Trouxeste num quadro a luz da tua cidade
Eu só tenho para te dar o escuro de Lisboa
Nos dias em que anoitece sobre a verdade
E a raiva é uma nuvem que nos sobrevoa

Numa cidade cheia de prisões e hospitais
De eléctricos vagarosos com os atrelados
A vida era diferente dos bilhetes-postais
Era mais cinzenta e nós muito cansados

Anos depois veio um projecto de alegria
Na manhã de Abril hoje perdidas ilusões
Uma excelente promessa de democracia
E ficou reduzida a um ritual de eleições

Salva-nos o tempo; permanece o mistério
No usufruto duma manhã plena de festa
Os músicos que tocam frente ao Império
São toda a felicidade que nos resta

3 thoughts on “Meditação para um quadro oferecido por Jorge Bretão”

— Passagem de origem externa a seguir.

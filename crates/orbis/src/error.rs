//! Error types, one enum per concern.
//!
//! Glyph atlas decoding, configuration loading, and engine lifecycle misuse
//! each get their own `thiserror` enum so callers can match on what they can
//! actually recover from. Parameter rejects (an out-of-range field of view)
//! and hit-test misses are not errors; they return `false` and `None`.

use std::path::PathBuf;

/// Errors from decoding a BFF2 glyph atlas.
#[derive(Debug, thiserror::Error)]
pub enum FontError {
    #[error("not a BFF2 font: signature {0:#04x} {1:#04x}")]
    BadSignature(u8, u8),

    #[error("font {section} truncated: expected {expected} bytes, got {actual}")]
    ShortRead {
        section: &'static str,
        expected: usize,
        actual: usize,
    },

    #[error("invalid glyph cell size {width}x{height}")]
    InvalidCellSize { width: i32, height: i32 },

    #[error("invalid atlas size {width}x{height}")]
    InvalidAtlasSize { width: i32, height: i32 },

    #[error("unsupported color depth: {0} bits per pixel")]
    UnsupportedDepth(u8),

    #[error("font read failed: {0}")]
    Io(#[from] std::io::Error),
}

/// Errors from loading or validating a [`GlobeConfig`](crate::config::GlobeConfig).
#[derive(Debug, thiserror::Error)]
pub enum ConfigError {
    #[error("failed to read config {path}: {source}")]
    Io {
        path: PathBuf,
        #[source]
        source: std::io::Error,
    },

    #[error("config parse error: {0}")]
    Parse(#[from] serde_json::Error),

    #[error("invalid config: {0}")]
    Invalid(String),
}

/// Lifecycle errors from [`GlobeEngine`](crate::engine::GlobeEngine).
#[derive(Debug, Clone, Copy, PartialEq, Eq, thiserror::Error)]
pub enum EngineError {
    #[error("render surface has not been created")]
    SurfaceNotCreated,

    #[error("render surface has no size yet")]
    SurfaceNotSized,
}

/// Errors from the wgpu backend.
#[cfg(feature = "wgpu")]
#[derive(Debug, thiserror::Error)]
pub enum GpuError {
    #[error("surface creation failed: {0}")]
    Surface(#[from] wgpu::CreateSurfaceError),

    #[error("no suitable GPU adapter: {0}")]
    Adapter(#[from] wgpu::RequestAdapterError),

    #[error("device request failed: {0}")]
    Device(#[from] wgpu::RequestDeviceError),

    #[error("image decode failed: {0}")]
    Image(#[from] image::ImageError),
}

#[cfg(test)]
mod tests {
    use super::*;

    #[test]
    fn font_error_display() {
        let err = FontError::BadSignature(0x42, 0x4d);
        assert_eq!(err.to_string(), "not a BFF2 font: signature 0x42 0x4d");

        let err = FontError::ShortRead {
            section: "widths",
            expected: 256,
            actual: 10,
        };
        assert_eq!(
            err.to_string(),
            "font widths truncated: expected 256 bytes, got 10"
        );

        let err = FontError::UnsupportedDepth(16);
        assert_eq!(err.to_string(), "unsupported color depth: 16 bits per pixel");
    }

    #[test]
    fn config_error_display() {
        let err = ConfigError::Invalid("stacks must be at least 1".into());
        assert_eq!(err.to_string(), "invalid config: stacks must be at least 1");
    }

    #[test]
    fn engine_error_display() {
        assert_eq!(
            EngineError::SurfaceNotCreated.to_string(),
            "render surface has not been created"
        );
        assert_eq!(
            EngineError::SurfaceNotSized.to_string(),
            "render surface has no size yet"
        );
    }
}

  1. Pois, meu Caro JCF, temos de nos contentar com esse ritual de eleições. E com uma Europa de que cada vez mais desconfio, que este governo, saído do partido em que vitei apesar de não gostar deste Sócrates, pouco mais faz que disparates. Num dia pensa mandar pagar cinco cêntimos por cada saco de plástico, e no outro faz saber que nem uma imperial se poderá beber num copo de vidro, que será substituído pelo tal plástico monstruoso. No Verão, passarei a andar com um copo de vidro meu na algibeira, porque em plástico é que eu não bebo cerveja nem café. E o whisky ou o vodka, como serão? Em plástico também?
    Se eu fosse de praguejar, praguejava. Mas estou a fazê-lo por dentro.
    Ah, o poema? Gostei, sim, meu Caro.

  2. Eu não sou contra as eleições – em si. Sou é contra o facto de só haver eleições em vez de democracia. Talvez porque participei no 25 de Abril na Pontinha, sinto as coisas de modo intenso. Quanto maiores são as esperanças maiores as desilusões.